ロービジョン支援センター~各班の取り組み~
【教育相談部門】
<乳幼児支援班>
 乳幼児支援班では、0歳から就学前までのお子さんと保護者の方、関係機関の方を対象に、子育てや保育、発達に関する相談・支援を行っています。「よつば教室」(定期教育相談)では、一人一人の発達段階に応じた遊びの中で、「見る」「確かめる」楽しさや、保有を大切にしています。個々のニーズや課題に基づいて支援内容や回数を決め、相談・支援にあたります。

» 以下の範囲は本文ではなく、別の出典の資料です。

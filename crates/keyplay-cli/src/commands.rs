//! CLI command implementations

use keyplay_core::{
    render_value, ApiClient, AppConfig, DecodeFlow, DecodeView, HttpRequest, KeysFlow, KeysView,
    Method, SubmitStatus, Transport,
};
use std::rc::Rc;
use url::Url;

use crate::terminal::{ArgInput, PrintPanel, ReportPlayer, SpinnerButton, BUSY_LABEL};
use crate::transport::ReqwestTransport;

fn client(base_url: &Url, config: &AppConfig) -> Rc<ApiClient> {
    Rc::new(ApiClient::new(base_url.clone(), config, ReqwestTransport::new()))
}

fn keys_flow(client: Rc<ApiClient>, token: Rc<ArgInput>, video_url: &str) -> KeysFlow {
    KeysFlow::new(
        KeysView {
            button: Rc::new(SpinnerButton::new("Get Keys")),
            token,
            video_url: Rc::new(ArgInput::new(video_url)),
            panel: Rc::new(PrintPanel::new("Keys")),
        },
        client,
        BUSY_LABEL,
    )
}

/// Decode an encrypted URL, optionally chaining a key request that reuses
/// a refreshed token
pub async fn decode(
    base_url: &Url,
    config: &AppConfig,
    token: &str,
    encrypted_url: &str,
    keys_for: Option<&str>,
) -> anyhow::Result<SubmitStatus> {
    let client = client(base_url, config);
    let drm_token = Rc::new(ArgInput::new(token));

    let flow = DecodeFlow::new(
        DecodeView {
            button: Rc::new(SpinnerButton::new("Decode")),
            token: Rc::new(ArgInput::new(token)),
            encrypted_url: Rc::new(ArgInput::new(encrypted_url)),
            panel: Rc::new(PrintPanel::new("Decode")),
            forward_token: drm_token.clone(),
        },
        client.clone(),
        Rc::new(ReportPlayer::new(config.manifest_marker.clone())),
        BUSY_LABEL,
    );

    let status = flow.submit().await;

    match keys_for {
        Some(video_url) if status == SubmitStatus::Succeeded => {
            Ok(keys_flow(client, drm_token, video_url).submit().await)
        }
        _ => Ok(status),
    }
}

/// Retrieve the keys for a protected video
pub async fn keys(
    base_url: &Url,
    config: &AppConfig,
    token: &str,
    video_url: &str,
) -> anyhow::Result<SubmitStatus> {
    let flow = keys_flow(client(base_url, config), Rc::new(ArgInput::new(token)), video_url);
    Ok(flow.submit().await)
}

/// Parse `key=value` pairs into a flat JSON object
pub fn parse_fields(fields: &[String]) -> anyhow::Result<serde_json::Value> {
    let mut map = serde_json::Map::new();
    for field in fields {
        let (key, value) = field
            .split_once('=')
            .ok_or_else(|| anyhow::anyhow!("expected key=value, got {field:?}"))?;
        map.insert(key.to_string(), serde_json::Value::String(value.to_string()));
    }
    Ok(serde_json::Value::Object(map))
}

/// Raw call through the request helper
pub async fn call(
    base_url: &Url,
    config: &AppConfig,
    endpoint: &str,
    method: Method,
    fields: &[String],
) -> anyhow::Result<SubmitStatus> {
    let body = if fields.is_empty() {
        None
    } else {
        Some(parse_fields(fields)?)
    };

    match client(base_url, config).call(endpoint, method, body.as_ref()).await {
        Ok(value) => {
            println!("{}", render_value(&value));
            Ok(SubmitStatus::Succeeded)
        }
        Err(e) => {
            eprintln!("{} {}", console::style("✗").red().bold(), e);
            Ok(SubmitStatus::Failed)
        }
    }
}

/// Smoke-test a running backend: index page, then both endpoints with bogus
/// credentials, which must be refused with 400 or 401
pub async fn check(base_url: &Url, config: &AppConfig) -> anyhow::Result<SubmitStatus> {
    let transport = ReqwestTransport::new();
    println!("Checking {base_url}");

    let probes: [(&str, Method, &str, Option<serde_json::Value>, &[u16]); 3] = [
        ("Index page", Method::Get, "/", None, &[200]),
        (
            "Decode endpoint",
            Method::Post,
            config.decode_endpoint.as_str(),
            Some(serde_json::json!({ "token": "test", "encrypted_url": "test" })),
            &[400, 401],
        ),
        (
            "Keys endpoint",
            Method::Post,
            config.keys_endpoint.as_str(),
            Some(serde_json::json!({ "token": "test", "video_url": "test" })),
            &[400, 401],
        ),
    ];

    let total = probes.len();
    let mut passed = 0;

    for (name, method, endpoint, body, expected) in probes {
        let request = HttpRequest {
            method,
            url: base_url.join(endpoint)?,
            body: body.map(|b| b.to_string()),
        };

        match transport.send(request).await {
            Ok(response) if expected.contains(&response.status) => {
                passed += 1;
                println!("  {} {name}: {}", console::style("✓").green(), response.status);
            }
            Ok(response) => {
                println!(
                    "  {} {name}: {} (expected {expected:?})",
                    console::style("✗").red(),
                    response.status
                );
            }
            Err(e) => {
                println!("  {} {name}: {e}", console::style("✗").red());
            }
        }
    }

    println!("\nChecks passed: {passed}/{total}");
    Ok(if passed == total {
        SubmitStatus::Succeeded
    } else {
        SubmitStatus::Failed
    })
}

 保護者の方に対しては、育児相談や保護者学習会を企画し、お子さんの生活の充実と進路について一緒に考えていきます。幼稚園・保育園等に対しては、お子さんのより良い環境づくりや進路選択について、関係機関と連携しながら支援にあたります。
 今年度は8月1日(水)に「ちびっこサマースクール」を実施し、お子さんには様々な感覚を使う楽しさを味わう活動を、保護者・関係機関の方々には、個別面談や学習会の場を提供する予定です。
<児童生徒支援班>
 県内の小・中学校等に在籍する児童生徒の皆さんや保護者の方、担任の先生を対象として、視覚補助具の使い方や目と手の協応動作、主体的に情報を入手するための方法など、視覚に関する様々な情報提供を行っています。「センター教室」では県央地区を、「サテライト教室では県北、県南地区での指導や支援を行います。

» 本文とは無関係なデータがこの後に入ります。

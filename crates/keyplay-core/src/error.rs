//! Error types for Keyplay Core

use thiserror::Error;

/// Result type alias for request and playback operations
pub type Result<T> = std::result::Result<T, Error>;

/// Errors surfaced to a flow handler.
///
/// The `Display` output of each variant is exactly what ends up in the
/// response panel, so HTTP errors render the backend's own message.
#[derive(Error, Debug)]
pub enum Error {
    // Transport errors
    #[error("{0}")]
    Transport(String),

    // Backend errors
    #[error("{message}")]
    Http { status: u16, message: String },

    #[error("Invalid JSON in response body: {0}")]
    InvalidBody(#[source] serde_json::Error),

    // Request construction errors
    #[error("Invalid endpoint: {0}")]
    InvalidEndpoint(#[from] url::ParseError),

    #[error("Failed to encode request: {0}")]
    Encode(#[source] serde_json::Error),

    // Player errors
    #[error("Streaming player error: {0}")]
    Player(String),

    // Configuration errors
    #[error("Invalid configuration: {0}")]
    InvalidConfig(String),
}

impl Error {
    /// Create a transport error
    pub fn transport(msg: impl Into<String>) -> Self {
        Error::Transport(msg.into())
    }

    /// HTTP status carried by the error, if the backend answered at all
    pub fn status(&self) -> Option<u16> {
        match self {
            Error::Http { status, .. } => Some(*status),
            _ => None,
        }
    }

    /// Returns the error code for logs
    pub fn error_code(&self) -> &'static str {
        match self {
            Error::Transport(_) => "TRANSPORT",
            Error::Http { .. } => "HTTP_STATUS",
            Error::InvalidBody(_) => "INVALID_BODY",
            Error::InvalidEndpoint(_) => "INVALID_ENDPOINT",
            Error::Encode(_) => "ENCODE",
            Error::Player(_) => "PLAYER",
            Error::InvalidConfig(_) => "INVALID_CONFIG",
        }
    }
}
//! DOM-backed views
//!
//! Elements are looked up once, at mount time, and wrapped in handles that
//! implement the view traits of `keyplay-core`.

use keyplay_core::{ResponsePanel, SubmitButton, TextInput, VideoSurface};
use wasm_bindgen::{JsCast, JsValue};
use wasm_bindgen_futures::JsFuture;
use web_sys::{Document, HtmlButtonElement, HtmlElement, HtmlFormElement, HtmlInputElement, HtmlVideoElement};

/// `data-*` key holding a busy button's original label
const ORIGINAL_LABEL_KEY: &str = "originalText";

/// Look up an element by id and cast it
pub fn element<T: JsCast>(document: &Document, id: &str) -> Result<T, JsValue> {
    document
        .get_element_by_id(id)
        .ok_or_else(|| JsValue::from_str(&format!("element #{id} not found")))?
        .dyn_into::<T>()
        .map_err(|_| JsValue::from_str(&format!("element #{id} has an unexpected type")))
}

fn set_display(element: &HtmlElement, visible: bool) {
    let value = if visible { "block" } else { "none" };
    if element.style().set_property("display", value).is_err() {
        tracing::warn!(id = %element.id(), "Failed to set display");
    }
}

/// Text input
pub struct DomInput(pub HtmlInputElement);

impl TextInput for DomInput {
    fn value(&self) -> String {
        self.0.value()
    }

    fn set_value(&self, value: &str) {
        self.0.set_value(value);
    }
}

/// A form's submit button; the original label lives in `data-original-text`
pub struct DomButton(HtmlButtonElement);

impl DomButton {
    /// First `button[type="submit"]` inside `form`
    pub fn in_form(form: &HtmlFormElement) -> Result<Self, JsValue> {
        form.query_selector(r#"button[type="submit"]"#)?
            .ok_or_else(|| JsValue::from_str(&format!("form #{} has no submit button", form.id())))?
            .dyn_into::<HtmlButtonElement>()
            .map(Self)
            .map_err(|_| JsValue::from_str("submit control is not a button"))
    }
}

impl SubmitButton for DomButton {
    fn set_disabled(&self, disabled: bool) {
        self.0.set_disabled(disabled);
    }

    fn label(&self) -> String {
        self.0.inner_html()
    }

    fn set_label(&self, label: &str) {
        self.0.set_inner_html(label);
    }

    fn stashed_label(&self) -> Option<String> {
        self.0.dataset().get(ORIGINAL_LABEL_KEY)
    }

    fn stash_label(&self, label: Option<&str>) {
        let dataset = self.0.dataset();
        match label {
            Some(label) => {
                if dataset.set(ORIGINAL_LABEL_KEY, label).is_err() {
                    tracing::warn!("Failed to stash button label");
                }
            }
            None => dataset.delete(ORIGINAL_LABEL_KEY),
        }
    }
}

/// Response panel: outer box plus the element holding the text
pub struct DomPanel {
    root: HtmlElement,
    content: HtmlElement,
}

impl DomPanel {
    pub fn new(root: HtmlElement, content: HtmlElement) -> Self {
        Self { root, content }
    }
}

impl ResponsePanel for DomPanel {
    fn set_text(&self, text: &str) {
        self.content.set_text_content(Some(text));
    }

    fn set_class(&self, class: &str) {
        self.root.set_class_name(class);
    }

    fn set_visible(&self, visible: bool) {
        set_display(&self.root, visible);
    }
}

/// Video element and its container
#[derive(Clone)]
pub struct DomVideo {
    container: HtmlElement,
    video: HtmlVideoElement,
}

impl DomVideo {
    pub fn new(container: HtmlElement, video: HtmlVideoElement) -> Self {
        Self { container, video }
    }

    pub fn video(&self) -> &HtmlVideoElement {
        &self.video
    }
}

impl VideoSurface for DomVideo {
    fn set_source(&self, url: &str) {
        self.video.set_src(url);
    }

    fn clear_source(&self) {
        self.video.set_src("");
    }

    fn play(&self) {
        match self.video.play() {
            Ok(promise) => wasm_bindgen_futures::spawn_local(async move {
                // Autoplay policies reject here; the user can still press play
                if let Err(e) = JsFuture::from(promise).await {
                    tracing::debug!(reason = ?e, "play() was rejected");
                }
            }),
            Err(e) => tracing::warn!(error = ?e, "play() threw"),
        }
    }

    fn pause(&self) {
        if let Err(e) = self.video.pause() {
            tracing::warn!(error = ?e, "pause() threw");
        }
    }

    fn set_visible(&self, visible: bool) {
        set_display(&self.container, visible);
    }
}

 今年度は、8月4日(土)に「サマースクール」を行う予定です。児童生徒の皆さんが互いに交流しながら、五感を使ったり視覚補助具を活用したりできるような活動を計画しています。また、保護者や関係者の方々を対象とした学習会も行う予定です。
<生活情報支援班>
 視覚に障害のある成人の方に対する相談・支援活動を行っています。
 視覚支援や情報提供を行う「あいサポート教室」では、火曜日と木曜日を開講日とし、「音声パソコンなどの情報機器の操作」、「白杖や手引きによる歩行訓練」、「便利グッズや電子レンジを使った調理」などについて学ぶことができます。受講生や卒業生が交流する機会として、あいサポート教室合同講座を実施しています。今年度は、フラワーアレンジメント(6月19日)や調理活動(11月頃)を計画しています。
【地域支援部門】
<研修支援班>
 研修支援班では、視覚障害の理解啓発や、視覚障害児者を支援する方々を対象とした研修会等を実施し、支援を行っています。主に視覚支援担当者への研修会、白杖歩行・生活サポート講習会、サマースクール、ウィンタースクールの保護者学習会、福祉授業、ボランティア養成講座などを実施します。

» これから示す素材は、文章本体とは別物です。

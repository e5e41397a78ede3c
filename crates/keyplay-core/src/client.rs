//! Generic JSON request helper
//!
//! The HTTP stack is abstracted behind [`Transport`] so the same helper runs
//! on `fetch` in the browser and on `reqwest` in the terminal client.

use async_trait::async_trait;
use serde::Serialize;
use serde_json::Value;
use tracing::{debug, instrument, warn};
use url::Url;

use crate::{
    config::AppConfig,
    reply::{error_message, DecodeReply, KeysReply},
    types::{DecodeRequest, KeysRequest, Method},
    Error, Result,
};

/// Content type sent with every request
pub const JSON_CONTENT_TYPE: &str = "application/json";

/// A fully resolved request handed to a transport
#[derive(Debug, Clone, PartialEq, Eq)]
pub struct HttpRequest {
    pub method: Method,
    pub url: Url,
    /// Serialized JSON body, if any
    pub body: Option<String>,
}

/// Raw status and body returned by a transport
#[derive(Debug, Clone, PartialEq, Eq)]
pub struct HttpResponse {
    pub status: u16,
    pub body: String,
}

impl HttpResponse {
    pub fn is_success(&self) -> bool {
        (200..300).contains(&self.status)
    }
}

/// HTTP stack seam.
///
/// Implementations must send `Content-Type: application/json` and must only
/// fail when no response was received at all.
#[async_trait(?Send)]
pub trait Transport {
    async fn send(&self, request: HttpRequest) -> Result<HttpResponse>;
}

/// JSON client bound to a base URL and a pair of endpoints
pub struct ApiClient {
    base_url: Url,
    decode_endpoint: String,
    keys_endpoint: String,
    transport: Box<dyn Transport>,
}

impl ApiClient {
    pub fn new(base_url: Url, config: &AppConfig, transport: impl Transport + 'static) -> Self {
        Self {
            base_url,
            decode_endpoint: config.decode_endpoint.clone(),
            keys_endpoint: config.keys_endpoint.clone(),
            transport: Box::new(transport),
        }
    }

    pub fn base_url(&self) -> &Url {
        &self.base_url
    }

    /// Perform a request and return the parsed JSON body.
    ///
    /// The body is parsed before the status is looked at; a non-success
    /// status then becomes [`Error::Http`] carrying the backend's message.
    #[instrument(skip(self, body), fields(base = %self.base_url))]
    pub async fn call<B: Serialize + ?Sized>(
        &self,
        endpoint: &str,
        method: Method,
        body: Option<&B>,
    ) -> Result<Value> {
        let request = self.build_request(endpoint, method, body)?;
        debug!(url = %request.url, "Sending request");

        let response = self.transport.send(request).await?;
        let parsed: Value = serde_json::from_str(&response.body).map_err(Error::InvalidBody)?;

        if !response.is_success() {
            let message = error_message(&parsed, response.status);
            warn!(status = response.status, message = %message, "Request failed");
            return Err(Error::Http {
                status: response.status,
                message,
            });
        }

        debug!(status = response.status, "Request succeeded");
        Ok(parsed)
    }

    /// Call the decode endpoint
    pub async fn decode(&self, request: &DecodeRequest) -> Result<DecodeReply> {
        let raw = self
            .call(&self.decode_endpoint, Method::Post, Some(request))
            .await?;
        Ok(DecodeReply::parse(raw))
    }

    /// Call the key-retrieval endpoint
    pub async fn get_keys(&self, request: &KeysRequest) -> Result<KeysReply> {
        let raw = self
            .call(&self.keys_endpoint, Method::Post, Some(request))
            .await?;
        Ok(KeysReply::parse(raw))
    }

    fn build_request<B: Serialize + ?Sized>(
        &self,
        endpoint: &str,
        method: Method,
        body: Option<&B>,
    ) -> Result<HttpRequest> {
        let mut url = self.base_url.join(endpoint)?;
        let body = body
            .map(serde_json::to_value)
            .transpose()
            .map_err(Error::Encode)?;

        match method {
            Method::Post => Ok(HttpRequest {
                method,
                url,
                body: body.map(|b| b.to_string()),
            }),
            Method::Get => {
                // GET carries the flat fields as query parameters
                if let Some(Value::Object(fields)) = &body {
                    let mut query = url.query_pairs_mut();
                    for (key, value) in fields {
                        match value {
                            Value::String(s) => query.append_pair(key, s),
                            Value::Null => continue,
                            other => query.append_pair(key, &other.to_string()),
                        };
                    }
                }
                Ok(HttpRequest {
                    method,
                    url,
                    body: None,
                })
            }
        }
    }
}
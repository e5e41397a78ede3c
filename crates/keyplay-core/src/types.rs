//! Request payloads and shared value types

use serde::{Deserialize, Serialize};
use std::fmt;

/// HTTP method used by the request helper
#[derive(Debug, Clone, Copy, PartialEq, Eq, Default, Serialize, Deserialize)]
#[serde(rename_all = "UPPERCASE")]
pub enum Method {
    Get,
    #[default]
    Post,
}

impl Method {
    pub fn as_str(&self) -> &'static str {
        match self {
            Method::Get => "GET",
            Method::Post => "POST",
        }
    }
}

impl fmt::Display for Method {
    fn fmt(&self, f: &mut fmt::Formatter<'_>) -> fmt::Result {
        f.write_str(self.as_str())
    }
}

impl std::str::FromStr for Method {
    type Err = String;

    fn from_str(s: &str) -> std::result::Result<Self, Self::Err> {
        match s.to_ascii_uppercase().as_str() {
            "GET" => Ok(Method::Get),
            "POST" => Ok(Method::Post),
            other => Err(format!("unsupported method: {other}")),
        }
    }
}

/// Body of a decode call
#[derive(Debug, Clone, PartialEq, Eq, Serialize, Deserialize)]
pub struct DecodeRequest {
    pub token: String,
    pub encrypted_url: String,
}

impl DecodeRequest {
    pub fn new(token: impl Into<String>, encrypted_url: impl Into<String>) -> Self {
        Self {
            token: token.into(),
            encrypted_url: encrypted_url.into(),
        }
    }
}

/// Body of a key-retrieval call
#[derive(Debug, Clone, PartialEq, Eq, Serialize, Deserialize)]
pub struct KeysRequest {
    pub token: String,
    pub video_url: String,
}

impl KeysRequest {
    pub fn new(token: impl Into<String>, video_url: impl Into<String>) -> Self {
        Self {
            token: token.into(),
            video_url: video_url.into(),
        }
    }
}

/// Visual variant of a response panel
#[derive(Debug, Clone, Copy, PartialEq, Eq)]
pub enum Tone {
    Success,
    Failure,
}

impl Tone {
    pub fn from_success(success: bool) -> Self {
        if success {
            Tone::Success
        } else {
            Tone::Failure
        }
    }

    pub fn is_success(&self) -> bool {
        matches!(self, Tone::Success)
    }
}

/// Which playback path the player controller took
#[derive(Debug, Clone, Copy, PartialEq, Eq)]
pub enum PlaybackRoute {
    /// Manifest loaded through the adaptive-streaming engine
    Streaming,
    /// Source assigned directly to the media element
    Native,
}

impl fmt::Display for PlaybackRoute {
    fn fmt(&self, f: &mut fmt::Formatter<'_>) -> fmt::Result {
        match self {
            PlaybackRoute::Streaming => write!(f, "streaming"),
            PlaybackRoute::Native => write!(f, "native"),
        }
    }
}
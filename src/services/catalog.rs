// src/services/catalog.rs

use std::sync::Arc;

use crate::{
    error::{Entity, ServiceError},
    models::test::{
        AuthorTestRow, AuthorTestView, NewTest, Test, TestChanges, TestDetails, TestSummary,
        TestWithQuestions,
    },
    store::{DataStore, StoreError},
};

/// Creating, publishing and browsing tests.
#[derive(Clone)]
pub struct CatalogService {
    store: Arc<dyn DataStore>,
}

impl CatalogService {
    pub fn new(store: Arc<dyn DataStore>) -> Self {
        Self { store }
    }

    /// Inserts a new, unpublished test.
    pub async fn create_test(&self, new_test: &NewTest) -> Result<Test, ServiceError> {
        self.store.insert_test(new_test).await.map_err(|e| {
            tracing::error!(author_id = new_test.author_id, "Failed to create test: {:?}", e);
            ServiceError::CreateFailed {
                entity: Entity::Test,
                source: e.into(),
            }
        })
    }

    /// Applies `changes` and marks the test published in one update.
    /// Publishing an already published test succeeds.
    pub async fn publish_test(
        &self,
        test_id: i64,
        changes: &TestChanges,
    ) -> Result<Test, ServiceError> {
        let test = self
            .store
            .publish_test(test_id, changes)
            .await
            .map_err(|e| match e {
                StoreError::RecordNotFound => {
                    tracing::warn!(test_id, "Publish rejected: no test with this id");
                    ServiceError::not_found(Entity::Test, test_id)
                }
                other => {
                    tracing::error!(test_id, "Failed to publish test: {:?}", other);
                    ServiceError::UpdateFailed {
                        entity: Entity::Test,
                        key: test_id.to_string(),
                        source: other.into(),
                    }
                }
            })?;

        tracing::info!(test_id, "Test published");
        Ok(test)
    }

    pub async fn list_all_tests(&self) -> Result<Vec<TestSummary>, ServiceError> {
        self.store
            .list_test_summaries()
            .await
            .map_err(|e| {
                tracing::error!("Failed to list tests: {:?}", e);
                ServiceError::fetch_failed(Entity::Test, e)
            })
    }

    /// Lists tests whose category matches exactly.
    pub async fn list_tests_by_category(&self, category: &str) -> Result<Vec<Test>, ServiceError> {
        self.store
            .list_tests_by_category(category)
            .await
            .map_err(|e| {
                tracing::error!(category, "Failed to list tests by category: {:?}", e);
                ServiceError::fetch_failed(Entity::Test, e)
            })
    }

    pub async fn test_details(&self, test_id: i64) -> Result<TestDetails, ServiceError> {
        let test = self
            .store
            .find_test(test_id)
            .await
            .map_err(|e| {
                tracing::error!(test_id, "Error in test_details: {:?}", e);
                ServiceError::fetch_failed(Entity::Test, e)
            })?
            .ok_or_else(|| ServiceError::not_found(Entity::Test, test_id))?;

        Ok(TestDetails::from(test))
    }

    /// Loads a test with its author and questions.
    ///
    /// Unlike the other lookups, a missing test is `Ok(None)` rather than `NotFound`.
    pub async fn test_with_questions(
        &self,
        test_id: i64,
    ) -> Result<Option<TestWithQuestions>, ServiceError> {
        self.store
            .find_test_with_questions(test_id)
            .await
            .map_err(|e| ServiceError::fetch_failed(Entity::Test, e))
    }

    /// Raw rows for every test owned by the author linked to `user_id`.
    pub async fn author_test_rows(&self, user_id: i64) -> Result<Vec<AuthorTestRow>, ServiceError> {
        let author = self
            .store
            .find_author_by_user(user_id)
            .await
            .map_err(|e| ServiceError::fetch_failed(Entity::Author, e))?
            .ok_or_else(|| {
                tracing::warn!(user_id, "Author not found for this user");
                ServiceError::not_found(Entity::Author, user_id)
            })?;

        self.store.list_author_tests(author.id).await.map_err(|e| {
            tracing::error!(author_id = author.id, "Error listing author tests: {:?}", e);
            ServiceError::fetch_failed(Entity::Test, e)
        })
    }

    /// Author's tests in their dashboard view.
    pub async fn list_tests_by_author(
        &self,
        user_id: i64,
    ) -> Result<Vec<AuthorTestView>, ServiceError> {
        let rows = self.author_test_rows(user_id).await?;

        Ok(rows.into_iter().map(AuthorTestView::from_row).collect())
    }
}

 視覚支援担当者研修会では、地域に在籍する子どもたちの指導に関わる教師や保護者の方々を対象に、見え方や学習環境などについて情報交換を行います。白杖歩行・生活サポート講習会では、山王ライオンズクラブの方々と協力し、地域の視覚障害の方を対象に、日常生活の様々な場面におけるスキルアップを目指し、白杖歩行体験や調理体験を中心とした講習会を実施しています。サマースクールでの保護者学習会では、公共の交通機関の利用についての情報交換を行っています。
 福祉授業では、小中学生を対象に、視覚障害疑似体験、点字体験などを通して、視覚障害について理解啓発を行います。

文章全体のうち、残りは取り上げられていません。